===== Entries shown

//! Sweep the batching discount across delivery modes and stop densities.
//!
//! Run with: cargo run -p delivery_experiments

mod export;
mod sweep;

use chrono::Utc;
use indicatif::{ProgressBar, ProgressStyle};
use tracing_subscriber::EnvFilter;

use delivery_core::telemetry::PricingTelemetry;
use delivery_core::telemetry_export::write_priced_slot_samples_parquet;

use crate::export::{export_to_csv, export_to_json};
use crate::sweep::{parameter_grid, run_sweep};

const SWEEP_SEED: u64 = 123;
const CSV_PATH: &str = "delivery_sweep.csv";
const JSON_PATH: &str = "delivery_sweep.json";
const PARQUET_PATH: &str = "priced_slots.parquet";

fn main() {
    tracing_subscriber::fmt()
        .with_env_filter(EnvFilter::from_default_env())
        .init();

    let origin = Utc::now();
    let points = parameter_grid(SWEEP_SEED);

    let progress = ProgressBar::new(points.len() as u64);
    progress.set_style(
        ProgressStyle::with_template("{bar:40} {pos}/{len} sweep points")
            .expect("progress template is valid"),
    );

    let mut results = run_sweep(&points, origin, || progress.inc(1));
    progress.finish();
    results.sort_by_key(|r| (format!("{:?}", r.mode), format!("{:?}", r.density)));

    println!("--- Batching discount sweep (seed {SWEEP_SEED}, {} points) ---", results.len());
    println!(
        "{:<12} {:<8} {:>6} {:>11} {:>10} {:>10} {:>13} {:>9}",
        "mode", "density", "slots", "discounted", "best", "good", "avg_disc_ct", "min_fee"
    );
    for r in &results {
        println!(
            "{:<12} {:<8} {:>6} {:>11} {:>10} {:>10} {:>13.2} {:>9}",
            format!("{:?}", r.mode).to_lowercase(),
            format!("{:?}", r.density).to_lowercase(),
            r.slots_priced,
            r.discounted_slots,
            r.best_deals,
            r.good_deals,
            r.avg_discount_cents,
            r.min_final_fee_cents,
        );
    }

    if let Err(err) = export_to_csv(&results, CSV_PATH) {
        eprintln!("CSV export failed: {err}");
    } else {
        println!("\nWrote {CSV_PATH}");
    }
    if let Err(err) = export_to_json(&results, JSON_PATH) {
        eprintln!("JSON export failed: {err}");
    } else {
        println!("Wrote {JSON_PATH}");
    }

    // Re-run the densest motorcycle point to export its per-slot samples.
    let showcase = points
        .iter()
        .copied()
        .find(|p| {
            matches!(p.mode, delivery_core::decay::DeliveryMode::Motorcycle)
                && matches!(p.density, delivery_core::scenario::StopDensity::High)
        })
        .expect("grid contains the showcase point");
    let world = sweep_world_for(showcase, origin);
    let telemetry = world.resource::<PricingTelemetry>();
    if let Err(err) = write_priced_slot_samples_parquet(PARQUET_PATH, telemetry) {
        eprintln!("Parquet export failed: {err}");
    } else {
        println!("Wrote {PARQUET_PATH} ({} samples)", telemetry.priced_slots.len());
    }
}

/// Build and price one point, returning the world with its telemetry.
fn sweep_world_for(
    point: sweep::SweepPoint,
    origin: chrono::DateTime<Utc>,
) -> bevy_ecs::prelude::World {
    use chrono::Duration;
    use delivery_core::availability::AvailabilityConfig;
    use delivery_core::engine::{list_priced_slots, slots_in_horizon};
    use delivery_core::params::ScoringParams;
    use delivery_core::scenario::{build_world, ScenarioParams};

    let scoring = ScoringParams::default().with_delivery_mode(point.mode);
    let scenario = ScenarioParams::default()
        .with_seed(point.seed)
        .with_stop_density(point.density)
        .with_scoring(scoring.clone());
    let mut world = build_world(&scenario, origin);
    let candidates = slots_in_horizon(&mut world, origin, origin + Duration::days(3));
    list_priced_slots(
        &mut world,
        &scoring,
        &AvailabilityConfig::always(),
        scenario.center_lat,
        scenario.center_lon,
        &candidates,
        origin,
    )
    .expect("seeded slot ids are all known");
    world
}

==========
===== Entries shown

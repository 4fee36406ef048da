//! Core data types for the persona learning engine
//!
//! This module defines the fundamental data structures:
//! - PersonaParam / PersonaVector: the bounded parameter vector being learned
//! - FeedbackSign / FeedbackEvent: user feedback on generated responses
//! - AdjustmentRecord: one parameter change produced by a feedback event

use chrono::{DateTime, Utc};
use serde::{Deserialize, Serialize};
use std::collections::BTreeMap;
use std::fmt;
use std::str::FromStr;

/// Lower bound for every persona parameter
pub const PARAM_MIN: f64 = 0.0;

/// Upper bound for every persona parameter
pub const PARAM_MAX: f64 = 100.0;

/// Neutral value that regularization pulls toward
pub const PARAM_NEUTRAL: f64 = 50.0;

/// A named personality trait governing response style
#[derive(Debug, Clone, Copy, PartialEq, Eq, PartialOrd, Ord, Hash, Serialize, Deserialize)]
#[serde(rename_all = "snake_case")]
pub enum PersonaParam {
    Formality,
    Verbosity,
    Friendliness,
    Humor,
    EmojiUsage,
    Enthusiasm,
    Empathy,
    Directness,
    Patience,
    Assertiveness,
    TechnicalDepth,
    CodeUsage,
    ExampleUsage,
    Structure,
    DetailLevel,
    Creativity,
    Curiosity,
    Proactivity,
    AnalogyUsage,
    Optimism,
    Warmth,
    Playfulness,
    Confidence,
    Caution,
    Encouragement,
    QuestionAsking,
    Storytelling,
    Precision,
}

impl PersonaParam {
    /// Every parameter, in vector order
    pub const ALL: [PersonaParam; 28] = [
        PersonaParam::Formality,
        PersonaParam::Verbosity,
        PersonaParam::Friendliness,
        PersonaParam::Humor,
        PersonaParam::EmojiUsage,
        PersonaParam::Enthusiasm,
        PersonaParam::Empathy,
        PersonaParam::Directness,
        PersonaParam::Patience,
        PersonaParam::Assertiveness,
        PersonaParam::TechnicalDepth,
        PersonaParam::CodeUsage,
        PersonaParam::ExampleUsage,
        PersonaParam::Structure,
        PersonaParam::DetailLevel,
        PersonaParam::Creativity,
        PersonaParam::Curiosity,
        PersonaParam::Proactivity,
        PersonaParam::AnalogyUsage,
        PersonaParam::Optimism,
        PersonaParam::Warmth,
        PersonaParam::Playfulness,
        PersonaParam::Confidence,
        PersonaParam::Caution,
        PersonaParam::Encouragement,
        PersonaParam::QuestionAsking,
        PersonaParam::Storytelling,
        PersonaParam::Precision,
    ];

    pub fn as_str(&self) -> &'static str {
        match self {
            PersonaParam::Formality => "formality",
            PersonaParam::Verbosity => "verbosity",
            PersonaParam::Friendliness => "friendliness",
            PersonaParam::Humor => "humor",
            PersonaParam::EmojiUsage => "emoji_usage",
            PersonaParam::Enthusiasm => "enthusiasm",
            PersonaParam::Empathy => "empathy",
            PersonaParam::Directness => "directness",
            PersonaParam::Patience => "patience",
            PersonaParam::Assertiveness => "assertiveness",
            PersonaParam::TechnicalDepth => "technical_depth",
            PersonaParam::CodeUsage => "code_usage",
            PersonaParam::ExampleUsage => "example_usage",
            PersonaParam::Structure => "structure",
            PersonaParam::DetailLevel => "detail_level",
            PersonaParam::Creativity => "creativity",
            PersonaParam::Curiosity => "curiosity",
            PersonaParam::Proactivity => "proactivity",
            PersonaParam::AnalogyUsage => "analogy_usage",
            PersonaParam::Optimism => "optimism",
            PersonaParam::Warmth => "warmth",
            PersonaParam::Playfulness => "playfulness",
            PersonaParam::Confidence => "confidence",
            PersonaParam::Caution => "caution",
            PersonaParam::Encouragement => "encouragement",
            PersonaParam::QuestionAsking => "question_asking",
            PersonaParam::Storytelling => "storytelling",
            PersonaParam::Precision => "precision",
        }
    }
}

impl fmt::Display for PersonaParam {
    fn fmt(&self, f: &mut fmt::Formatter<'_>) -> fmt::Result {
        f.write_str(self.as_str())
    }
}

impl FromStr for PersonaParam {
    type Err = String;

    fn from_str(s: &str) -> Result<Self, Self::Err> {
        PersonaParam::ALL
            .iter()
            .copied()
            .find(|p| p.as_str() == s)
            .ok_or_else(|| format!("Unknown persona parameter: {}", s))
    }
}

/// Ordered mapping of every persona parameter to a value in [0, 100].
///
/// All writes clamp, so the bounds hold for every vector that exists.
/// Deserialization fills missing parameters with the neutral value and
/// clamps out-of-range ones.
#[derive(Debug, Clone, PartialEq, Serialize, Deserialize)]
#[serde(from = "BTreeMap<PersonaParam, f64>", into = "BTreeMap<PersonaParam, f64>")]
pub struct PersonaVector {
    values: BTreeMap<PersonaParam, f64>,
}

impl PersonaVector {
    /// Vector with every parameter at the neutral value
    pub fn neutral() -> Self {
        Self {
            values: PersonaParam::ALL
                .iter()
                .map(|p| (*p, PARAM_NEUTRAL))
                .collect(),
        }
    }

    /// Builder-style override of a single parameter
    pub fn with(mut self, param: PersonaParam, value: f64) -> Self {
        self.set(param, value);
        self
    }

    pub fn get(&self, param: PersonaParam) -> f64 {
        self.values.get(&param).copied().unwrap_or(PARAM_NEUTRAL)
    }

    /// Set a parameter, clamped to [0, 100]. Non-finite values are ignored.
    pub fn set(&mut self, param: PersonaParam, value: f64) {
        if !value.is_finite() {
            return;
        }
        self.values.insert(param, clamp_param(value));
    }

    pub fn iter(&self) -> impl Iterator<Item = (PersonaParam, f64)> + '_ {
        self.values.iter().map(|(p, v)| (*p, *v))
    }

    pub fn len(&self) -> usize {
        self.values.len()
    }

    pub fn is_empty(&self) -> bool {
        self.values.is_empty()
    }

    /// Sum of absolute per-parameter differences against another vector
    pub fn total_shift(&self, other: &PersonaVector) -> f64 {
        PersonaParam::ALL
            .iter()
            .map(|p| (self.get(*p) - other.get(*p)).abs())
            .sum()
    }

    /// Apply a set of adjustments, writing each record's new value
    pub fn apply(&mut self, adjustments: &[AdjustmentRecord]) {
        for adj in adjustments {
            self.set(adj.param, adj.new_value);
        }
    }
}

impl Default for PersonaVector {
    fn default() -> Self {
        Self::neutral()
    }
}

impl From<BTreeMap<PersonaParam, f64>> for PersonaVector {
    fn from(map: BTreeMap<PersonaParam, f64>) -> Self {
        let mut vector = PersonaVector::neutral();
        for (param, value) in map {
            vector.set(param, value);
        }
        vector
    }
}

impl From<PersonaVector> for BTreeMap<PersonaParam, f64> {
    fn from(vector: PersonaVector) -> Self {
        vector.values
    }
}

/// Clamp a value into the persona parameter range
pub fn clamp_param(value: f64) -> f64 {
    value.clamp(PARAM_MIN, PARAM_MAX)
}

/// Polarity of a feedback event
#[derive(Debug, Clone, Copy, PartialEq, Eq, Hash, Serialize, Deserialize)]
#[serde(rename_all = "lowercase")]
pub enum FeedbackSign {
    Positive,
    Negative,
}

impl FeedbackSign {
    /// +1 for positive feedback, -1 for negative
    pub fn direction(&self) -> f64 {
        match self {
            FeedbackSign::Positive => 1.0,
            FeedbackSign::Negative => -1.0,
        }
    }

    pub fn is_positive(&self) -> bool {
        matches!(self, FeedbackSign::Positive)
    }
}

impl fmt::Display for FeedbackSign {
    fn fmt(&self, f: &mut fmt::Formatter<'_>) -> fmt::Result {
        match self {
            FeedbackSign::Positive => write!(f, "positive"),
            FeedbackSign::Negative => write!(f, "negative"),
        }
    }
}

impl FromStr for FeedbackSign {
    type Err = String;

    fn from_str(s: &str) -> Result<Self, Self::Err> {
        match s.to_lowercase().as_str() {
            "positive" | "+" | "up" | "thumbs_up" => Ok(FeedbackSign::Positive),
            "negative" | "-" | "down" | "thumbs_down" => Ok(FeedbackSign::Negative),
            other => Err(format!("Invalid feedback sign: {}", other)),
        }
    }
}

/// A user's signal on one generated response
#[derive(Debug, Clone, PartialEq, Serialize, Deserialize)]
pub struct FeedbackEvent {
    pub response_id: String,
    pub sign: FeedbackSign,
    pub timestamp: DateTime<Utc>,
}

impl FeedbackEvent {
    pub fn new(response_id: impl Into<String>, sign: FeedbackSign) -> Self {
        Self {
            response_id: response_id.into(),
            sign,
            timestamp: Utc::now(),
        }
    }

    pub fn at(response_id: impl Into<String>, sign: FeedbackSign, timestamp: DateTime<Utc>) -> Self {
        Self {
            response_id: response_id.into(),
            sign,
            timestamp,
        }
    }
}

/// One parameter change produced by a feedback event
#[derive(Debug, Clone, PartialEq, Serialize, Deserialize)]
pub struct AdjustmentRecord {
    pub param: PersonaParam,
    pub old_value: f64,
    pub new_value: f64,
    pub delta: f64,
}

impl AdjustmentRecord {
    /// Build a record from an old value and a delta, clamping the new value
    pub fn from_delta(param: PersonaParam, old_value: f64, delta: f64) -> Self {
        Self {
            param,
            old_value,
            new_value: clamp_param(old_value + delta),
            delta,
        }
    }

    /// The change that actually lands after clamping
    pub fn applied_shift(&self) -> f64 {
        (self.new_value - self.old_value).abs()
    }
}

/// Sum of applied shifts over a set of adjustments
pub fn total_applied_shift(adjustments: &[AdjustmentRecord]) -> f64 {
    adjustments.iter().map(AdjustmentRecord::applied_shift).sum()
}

==========

Note each line above that holds "CodeUsage", then copy all of them.

# Task output
    CodeUsage,
        PersonaParam::CodeUsage,
            PersonaParam::CodeUsage => "code_usage",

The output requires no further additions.